Field of the Invention
The present invention relates to a spin-orbit torque magnetization rotating element, a spin-orbit torque magnetoresistance effect element, and a magnetic memory.
Priority is claimed on Japanese Patent Application No. 2018-094590, filed May 16, 2018, and Japanese Patent Application No. 2019-088326, filed May 8, 2019, the content of which is incorporated herein by reference.
Description of Related Art
A giant magnetoresistance (GMR) element made of a multi-layer film including a ferromagnetic layer and a nonmagnetic layer and a tunneling magnetoresistance (TMR) element using an insulating layer (tunnel barrier layer, barrier layer) as a nonmagnetic layer are known. These have been focused on as elements for a magnetic sensor, a high-frequency component, a magnetic head and a nonvolatile random access memory (MRAM).
The MRAM reads and writes data using a characteristic in which, when directions of magnetizations of two ferromagnetic layers with an insulating layer therebetween change, the element resistance of a GMR element or a TMR element changes. Regarding a writing method for a MRAM, a method in which writing (magnetization reversal) is performed using a magnetic field generated by a current and a method in which writing (magnetization reversal) is performed using a spin transfer torque (STT) generated when a current flows in a lamination direction of magnetoresistance effect elements are known.

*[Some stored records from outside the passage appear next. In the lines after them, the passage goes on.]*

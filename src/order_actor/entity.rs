//! Entity trait implementation for the Order domain type.
//!
//! Enables [`Order`] to be managed by the generic
//! [`ResourceActor`](crate::framework::ResourceActor). Orders have no partial
//! update; every mutation after creation is a state-machine action.

use super::actions::{OrderAction, OrderActionResult};
use super::error::OrderError;
use crate::framework::ActorEntity;
use crate::model::{Order, OrderCreate, OrderState};

/// Orders are never field-patched from outside; the type is uninhabitable.
#[derive(Debug, Clone)]
pub enum NoUpdate {}

impl ActorEntity for Order {
    type Id = String;
    type CreateParams = OrderCreate;
    type UpdateParams = NoUpdate;
    type Action = OrderAction;
    type ActionResult = OrderActionResult;
    type Error = OrderError;

    fn from_create_params(id: String, params: OrderCreate) -> Result<Self, OrderError> {
        params.validate().map_err(OrderError::Validation)?;
        Ok(Order::new(id, params))
    }

    fn on_update(&mut self, update: NoUpdate) -> Result<(), OrderError> {
        match update {}
    }

    fn handle_action(&mut self, action: OrderAction) -> Result<OrderActionResult, OrderError> {
        match action {
            OrderAction::AssignCourier { courier_id } => {
                if !self.state.can_transition_to(OrderState::Assigned) {
                    return Err(OrderError::InvalidTransition {
                        from: self.state,
                        to: OrderState::Assigned,
                        valid: self.state.valid_next_states(),
                    });
                }
                self.bind_courier(courier_id);
                Ok(OrderActionResult::Assigned(self.clone()))
            }
            OrderAction::ApplyTransition { new_state } => {
                if !self.state.can_transition_to(new_state) {
                    return Err(OrderError::InvalidTransition {
                        from: self.state,
                        to: new_state,
                        valid: self.state.valid_next_states(),
                    });
                }
                if new_state == OrderState::PickedUp && self.courier_id.is_none() {
                    return Err(OrderError::NoCourierAssigned(self.id.clone()));
                }
                self.set_state(new_state);
                if new_state.is_terminal() {
                    // Terminal orders carry no courier binding.
                    self.clear_courier();
                }
                Ok(OrderActionResult::Transitioned(self.clone()))
            }
        }
    }
}
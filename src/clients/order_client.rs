//! # Order Client
//!
//! The order lifecycle manager. Wraps the generic `ResourceClient<Order>`
//! and owns the orchestration around it: creation + assignment, manual and
//! automatic transitions, cancellation, and single-step progression.

use crate::assignment::{AssignmentEngine, AssignmentOutcome};
use crate::clients::actor_client::ActorClient;
use crate::clients::courier_client::CourierClient;
use crate::framework::{FrameworkError, ResourceClient};
use crate::model::{Courier, Order, OrderCreate, OrderState};
use crate::order_actor::{OrderAction, OrderActionResult, OrderError};
use crate::progression;
use async_trait::async_trait;
use tracing::{debug, info, instrument};

/// Movement increment used by manually triggered single-step progression,
/// in the same units as the distance function's output.
const MANUAL_STEP_KM: f64 = 0.01;

/// A created order together with how its assignment attempt went. The order
/// is valid either way; an unassigned one simply stays `CREATED`.
#[derive(Debug, Clone)]
pub struct OrderPlacement {
    pub order: Order,
    pub assignment: AssignmentOutcome,
}

/// Snapshot returned by single-step progression.
#[derive(Debug, Clone)]
pub struct ProgressReport {
    pub order: Order,
    pub courier: Courier,
    pub message: String,
}

/// Client for interacting with the Order actor.
///
/// Holds the courier client and the assignment engine so the full lifecycle
/// (assign on create, release on terminal states) runs behind one API.
#[derive(Clone)]
pub struct OrderClient {
    inner: ResourceClient<Order>,
    couriers: CourierClient,
    assignment: AssignmentEngine,
}

impl OrderClient {
    pub fn new(
        inner: ResourceClient<Order>,
        couriers: CourierClient,
        assignment: AssignmentEngine,
    ) -> Self {
        Self {
            inner,
            couriers,
            assignment,
        }
    }

    /// Fetches an order, failing with `NotFound` if absent.
    pub async fn get_required(&self, order_id: &str) -> Result<Order, OrderError> {
        self.get(order_id.to_string())
            .await?
            .ok_or_else(|| OrderError::NotFound(order_id.to_string()))
    }

    /// Validates and persists a new order, then attempts assignment.
    ///
    /// The order is persisted and returned regardless of the assignment
    /// outcome: `NoCouriersAvailable` / `NoCouriersInRange` leave a valid
    /// order in `CREATED`.
    #[instrument(skip(self, params))]
    pub async fn create_order(&self, params: OrderCreate) -> Result<OrderPlacement, OrderError> {
        debug!(?params, "create_order called");

        let order_id = self
            .inner
            .create(params)
            .await
            .map_err(OrderError::from_framework)?;
        let order = self.get_required(&order_id).await?;

        let assignment = self.assignment.assign(&order).await?;

        // Re-read: a successful assignment just advanced the order.
        let order = self.get_required(&order_id).await?;
        info!(order_id = %order.id, state = %order.state, "Order created");
        Ok(OrderPlacement { order, assignment })
    }

    /// Requests a state change on an order.
    ///
    /// Manual requests (`manual = true`) are limited to the cancellation
    /// allow-list. Automatic requests additionally pass the progression
    /// validator unless they target `CANCELLED`. Terminal transitions
    /// release the bound courier.
    #[instrument(skip(self))]
    pub async fn transition(
        &self,
        order_id: &str,
        new_state: OrderState,
        manual: bool,
    ) -> Result<Order, OrderError> {
        let order = self.get_required(order_id).await?;

        if manual && !progression::manual_transition_allowed(order.state, new_state) {
            return Err(OrderError::TransitionNotPermitted {
                from: order.state,
                to: new_state,
            });
        }

        if !order.state.can_transition_to(new_state) {
            return Err(OrderError::InvalidTransition {
                from: order.state,
                to: new_state,
                valid: order.state.valid_next_states(),
            });
        }

        if new_state == OrderState::PickedUp && order.courier_id.is_none() {
            return Err(OrderError::NoCourierAssigned(order.id.clone()));
        }

        if !manual && new_state != OrderState::Cancelled {
            let courier_id = order
                .courier_id
                .clone()
                .ok_or_else(|| OrderError::NoCourierAssigned(order.id.clone()))?;
            let courier = self.couriers.get_required(&courier_id).await?;
            let check = progression::evaluate(&order, &courier);
            if !check.allowed {
                return Err(OrderError::ProgressionBlocked {
                    reason: check.reason,
                });
            }
        }

        // The binding is cleared by terminal transitions; remember it so the
        // courier can be released afterwards.
        let bound_courier = order.courier_id.clone();
        let updated = self.apply_transition(order_id, new_state).await?;

        if new_state.is_terminal() {
            if let Some(courier_id) = bound_courier {
                self.assignment.unassign(order_id, &courier_id).await?;
            }
        }

        info!(order_id, state = %updated.state, "Order transitioned");
        Ok(updated)
    }

    /// Cancels an order that has not yet been picked up.
    #[instrument(skip(self))]
    pub async fn cancel(&self, order_id: &str) -> Result<Order, OrderError> {
        let order = self.get_required(order_id).await?;
        if order.state.is_terminal() {
            return Err(OrderError::AlreadyTerminal {
                id: order.id,
                state: order.state,
            });
        }
        self.transition(order_id, OrderState::Cancelled, true).await
    }

    /// Advances an order a single step without waiting on the background
    /// simulator: either the courier moves one increment toward its current
    /// target, or, once close enough, the order transitions.
    pub async fn progress_one_step(&self, order_id: &str) -> Result<ProgressReport, OrderError> {
        self.progress_with_step(order_id, MANUAL_STEP_KM).await
    }

    /// Single-step progression with an explicit movement increment; the
    /// simulator's force-progress path passes an effectively unbounded step
    /// here so arrival is certain.
    #[instrument(skip(self))]
    pub(crate) async fn progress_with_step(
        &self,
        order_id: &str,
        step_size_km: f64,
    ) -> Result<ProgressReport, OrderError> {
        let order = self.get_required(order_id).await?;
        // Terminal orders have no binding left, so this must come first or
        // a finished walk would misreport as "no courier assigned".
        if order.state.is_terminal() {
            return Err(OrderError::AlreadyTerminal {
                id: order.id,
                state: order.state,
            });
        }
        let courier_id = order
            .courier_id
            .clone()
            .ok_or_else(|| OrderError::NoCourierAssigned(order.id.clone()))?;
        let courier = self.couriers.get_required(&courier_id).await?;
        let check = progression::evaluate(&order, &courier);

        let message = match order.state {
            OrderState::Assigned => {
                if check.allowed {
                    self.transition(order_id, OrderState::PickedUp, false)
                        .await?;
                    "Courier reached pickup location".to_string()
                } else {
                    self.couriers
                        .move_towards(&courier_id, order.pickup_location, step_size_km)
                        .await?;
                    check.reason
                }
            }
            OrderState::PickedUp => {
                self.transition(order_id, OrderState::InTransit, false)
                    .await?;
                "Package picked up, now in transit".to_string()
            }
            OrderState::InTransit => {
                if check.allowed {
                    self.transition(order_id, OrderState::Delivered, false)
                        .await?;
                    "Order delivered successfully".to_string()
                } else {
                    self.couriers
                        .move_towards(&courier_id, order.drop_location, step_size_km)
                        .await?;
                    check.reason
                }
            }
            OrderState::Created | OrderState::Delivered | OrderState::Cancelled => {
                return Err(OrderError::ProgressionBlocked {
                    reason: check.reason,
                });
            }
        };

        let order = self.get_required(order_id).await?;
        let courier = self.couriers.get_required(&courier_id).await?;
        Ok(ProgressReport {
            order,
            courier,
            message,
        })
    }

    async fn apply_transition(
        &self,
        order_id: &str,
        new_state: OrderState,
    ) -> Result<Order, OrderError> {
        match self
            .inner
            .perform_action(
                order_id.to_string(),
                OrderAction::ApplyTransition { new_state },
            )
            .await
            .map_err(OrderError::from_framework)?
        {
            OrderActionResult::Transitioned(order) => Ok(order),
            other => Err(OrderError::ActorCommunication(format!(
                "unexpected action result: {other:?}"
            ))),
        }
    }
}

#[async_trait]
impl ActorClient<Order> for OrderClient {
    type Error = OrderError;

    fn inner(&self) -> &ResourceClient<Order> {
        &self.inner
    }

    fn map_error(e: FrameworkError) -> Self::Error {
        OrderError::from_framework(e)
    }
}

In the magnetization reversal of a magnetoresistance effect element using an STT, it is necessary to cause a current to flow in a lamination direction of magnetoresistance effect elements when data is written. A write current may deteriorate characteristics of the magnetoresistance effect element.
In recent years, methods in which there is no need to cause a current to flow in a lamination direction of magnetoresistance effect elements during writing have thus been focused upon. One of the methods is a writing method using a spin-orbit torque (SOT) (for example, Japanese Unexamined Patent Application, First Publication No. 2017-216286). An SOT is induced by a pure spin current that is generated by a spin-orbit interaction or the Rashba effect at an interface between different materials. A current for inducing an SOT in a magnetoresistance effect element flows in a direction crossing the lamination direction of magnetoresistance effect elements. That is, there is no need to cause a current to flow in a lamination direction of magnetoresistance effect elements, and a longer lifespan for magnetoresistance effect elements can be expected.

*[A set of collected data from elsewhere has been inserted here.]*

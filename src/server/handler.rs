//! Route entries.

use crate::routing::MethodDispatchTable;

/// Represents a route in the HTTP server.
#[derive(Debug)]
pub struct Route {
    /// The path to match, without a query string.
    pub path: String,
    /// Handlers for the methods the bound resource implements.
    pub table: MethodDispatchTable,
}
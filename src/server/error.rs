//! Error types for the HTTP server.

use thiserror::Error;

use crate::parser::Error as ParserError;

/// Errors that can occur during HTTP server operation.
///
/// Unknown paths and unsupported methods are not errors: they are answered
/// with `404` and `405` responses.
#[derive(Debug, Error)]
pub enum Error {
    /// Error parsing an HTTP request.
    #[error("Parse error: {0}")]
    ParseError(#[from] ParserError),

    /// I/O error.
    #[error("I/O error: {0}")]
    IoError(#[from] std::io::Error),

    /// A handler failed.
    #[error("Internal server error: {0}")]
    InternalError(String),

    /// JSON serialization/deserialization error.
    #[error("JSON error: {0}")]
    JsonError(#[from] serde_json::Error),
}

On the other hand, in the case of magnetization reversal using an SOT, depending on the configuration of the element, it may be necessary to assist magnetization reversal due to an external magnetic field (for example, S. Fukami, T. Anekawa, C. Zhang, and H. Ohno, Nature Nanotechnology, DOI:10.1038/NNANO.2016.29.). In order to apply an external magnetic field, a generation source for an external magnetic field is necessary.

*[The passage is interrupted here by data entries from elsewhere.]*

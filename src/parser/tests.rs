//! Tests for the HTTP parser.

#[cfg(test)]
mod tests {
    use std::collections::HashMap;
    use std::str::FromStr;

    use crate::parser::{HttpRequest, Method, HttpVersion, Error, parse_request};

    #[test]
    fn test_parse_simple_get_request() {
        let request = b"GET /index.html HTTP/1.1\r\nHost: example.com\r\n\r\n";
        let result = parse_request(request).unwrap();
        assert_eq!(result.method, Method::GET);
        assert_eq!(result.path, "/index.html");
        assert_eq!(result.version, HttpVersion::Http11);
        assert_eq!(result.headers.get("Host").unwrap(), "example.com");
        assert!(result.body.is_empty());
    }

    #[test]
    fn test_standard_methods() {
        let methods = vec![
            ("GET", Method::GET),
            ("POST", Method::POST),
            ("PUT", Method::PUT),
            ("DELETE", Method::DELETE),
            ("HEAD", Method::HEAD),
            ("OPTIONS", Method::OPTIONS),
            ("PATCH", Method::PATCH),
            ("CONNECT", Method::CONNECT),
            ("TRACE", Method::TRACE),
        ];

        for (name, expected) in methods {
            let request = format!("{name} /index.html HTTP/1.1\r\nHost: example.com\r\n\r\n");
            let result = parse_request(request.as_bytes()).unwrap();
            assert_eq!(result.method, expected);
            assert_eq!(result.method.to_string(), name);
        }
    }

    #[test]
    fn test_custom_method_is_accepted() {
        let request = b"FOO /things HTTP/1.1\r\nHost: example.com\r\n\r\n";
        let result = parse_request(request).unwrap();
        assert_eq!(result.method, Method::Extension("FOO".to_string()));
        assert_eq!(result.method.as_str(), "FOO");
    }

    #[test]
    fn test_webdav_method_is_extension() {
        let result = Method::from_str("VERSION-CONTROL").unwrap();
        assert_eq!(result, Method::Extension("VERSION-CONTROL".to_string()));
    }

    #[test]
    fn test_method_is_case_sensitive() {
        let result = Method::from_str("get").unwrap();
        assert_ne!(result, Method::GET);
        assert_eq!(result.as_str(), "get");
    }

    #[test]
    fn test_invalid_method_token() {
        let request = b"F(O) /index.html HTTP/1.1\r\nHost: example.com\r\n\r\n";
        let result = parse_request(request);
        assert!(matches!(result, Err(Error::InvalidMethod(ref m)) if m == "F(O)"));
        assert!(matches!(Method::from_str(""), Err(Error::InvalidMethod(_))));
    }

    #[test]
    fn test_case_insensitive_headers() {
        let request = b"GET /index.html HTTP/1.1\r\nHost: example.com\r\n\r\n";
        let result = parse_request(request).unwrap();
        assert!(result.has_header("host"));
        assert!(result.has_header("HOST"));
        assert!(result.has_header("Host"));
    }

    #[test]
    fn test_missing_host_header() {
        let request = b"GET /index.html HTTP/1.1\r\n\r\n";
        let result = parse_request(request);
        assert!(matches!(result, Err(Error::MissingHeader(ref h)) if h == "Host"));
    }

    #[test]
    fn test_http10_without_host() {
        // HTTP/1.0 doesn't require a Host header
        let request = b"GET /index.html HTTP/1.0\r\n\r\n";
        let result = parse_request(request).unwrap();
        assert_eq!(result.version, HttpVersion::Http10);
        assert!(result.headers.is_empty());
    }

    #[test]
    fn test_invalid_http_version() {
        let request = b"GET /index.html HTTP/2\r\nHost: example.com\r\n\r\n";
        let result = parse_request(request);
        assert!(matches!(result, Err(Error::InvalidVersion(ref v)) if v == "HTTP/2"));
    }

    #[test]
    fn test_invalid_header_format() {
        let request = b"GET /index.html HTTP/1.1\r\nInvalidHeader\r\n\r\n";
        let result = parse_request(request);
        assert!(matches!(result, Err(Error::InvalidHeaderFormat)));
    }

    #[test]
    fn test_empty_request() {
        assert!(matches!(parse_request(b""), Err(Error::EmptyRequest)));
        assert!(matches!(parse_request(b"\r\n\r\n"), Err(Error::EmptyRequest)));
    }

    #[test]
    fn test_incomplete_request_line() {
        let request = b"GET\r\n";
        let result = parse_request(request);
        assert!(matches!(result, Err(Error::MalformedRequestLine(_))));
    }

    #[test]
    fn test_relative_path_rejected() {
        let request = b"GET index.html HTTP/1.1\r\nHost: example.com\r\n\r\n";
        let result = parse_request(request);
        assert!(matches!(result, Err(Error::InvalidPath)));
    }

    #[test]
    fn test_headers_with_multiple_colons() {
        let request = b"GET /index.html HTTP/1.1\r\nHost: example.com\r\nX-Test: value:with:colons\r\n\r\n";
        let result = parse_request(request).unwrap();
        assert_eq!(result.headers.get("X-Test").unwrap(), "value:with:colons");
    }

    #[test]
    fn test_mixed_line_endings() {
        let request = b"GET /index.html HTTP/1.1\r\nHost: example.com\nUser-Agent: test\r\n\r\n";
        let result = parse_request(request).unwrap();
        assert_eq!(result.headers.get("Host").unwrap(), "example.com");
        assert_eq!(result.headers.get("User-Agent").unwrap(), "test");
    }

    #[test]
    fn test_path_with_query_parameters() {
        let request = b"GET /search?q=test&flag&page=1 HTTP/1.1\r\nHost: example.com\r\n\r\n";
        let result = parse_request(request).unwrap();
        assert_eq!(result.path, "/search?q=test&flag&page=1");
        assert_eq!(result.route_path(), "/search");
        assert_eq!(result.get_query_param("q").unwrap(), "test");
        assert_eq!(result.get_query_param("flag").unwrap(), "");
        assert_eq!(result.get_query_param("page").unwrap(), "1");
    }

    #[test]
    fn test_malformed_utf8_in_request() {
        let request = b"GET /index.html HTTP/1.1\r\nHost: example.com\r\nX-Test: \xFF\xFF\xFF\r\n\r\n";
        let result = parse_request(request);
        assert!(matches!(result, Err(Error::MalformedRequestLine(ref s)) if s == "Invalid UTF-8"));
    }

    #[test]
    fn test_body_follows_headers() {
        let request = b"PROPFIND /dav HTTP/1.1\r\nHost: example.com\r\nContent-Length: 5\r\n\r\n\xFFbody";
        let result = parse_request(request).unwrap();
        assert_eq!(result.method.as_str(), "PROPFIND");
        assert_eq!(result.body, b"\xFFbody".to_vec());
    }

    #[test]
    fn test_http_request_helpers() {
        let mut headers = HashMap::new();
        headers.insert("Host".to_string(), "example.com".to_string());

        let request = HttpRequest::new(Method::POST, "/api".to_string(), HttpVersion::Http11, headers)
            .with_body("payload");

        assert_eq!(request.get_header("host").unwrap(), "example.com");
        assert!(request.get_header("X-Test").is_none());
        assert_eq!(request.route_path(), "/api");
        assert_eq!(request.body, b"payload".to_vec());
    }
}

For example, in U.S. Pat. No. 9,343,658, it is described that the symmetry of the strength of the magnetization is broken by changing an oxygen content in an oxide film bonded to a ferromagnetic material with magnetization reversal. When the symmetry of the strength of the magnetization is broken, the magnetization easily rotates and magnetization reversal using an SOT is possible even if there is no magnetic field.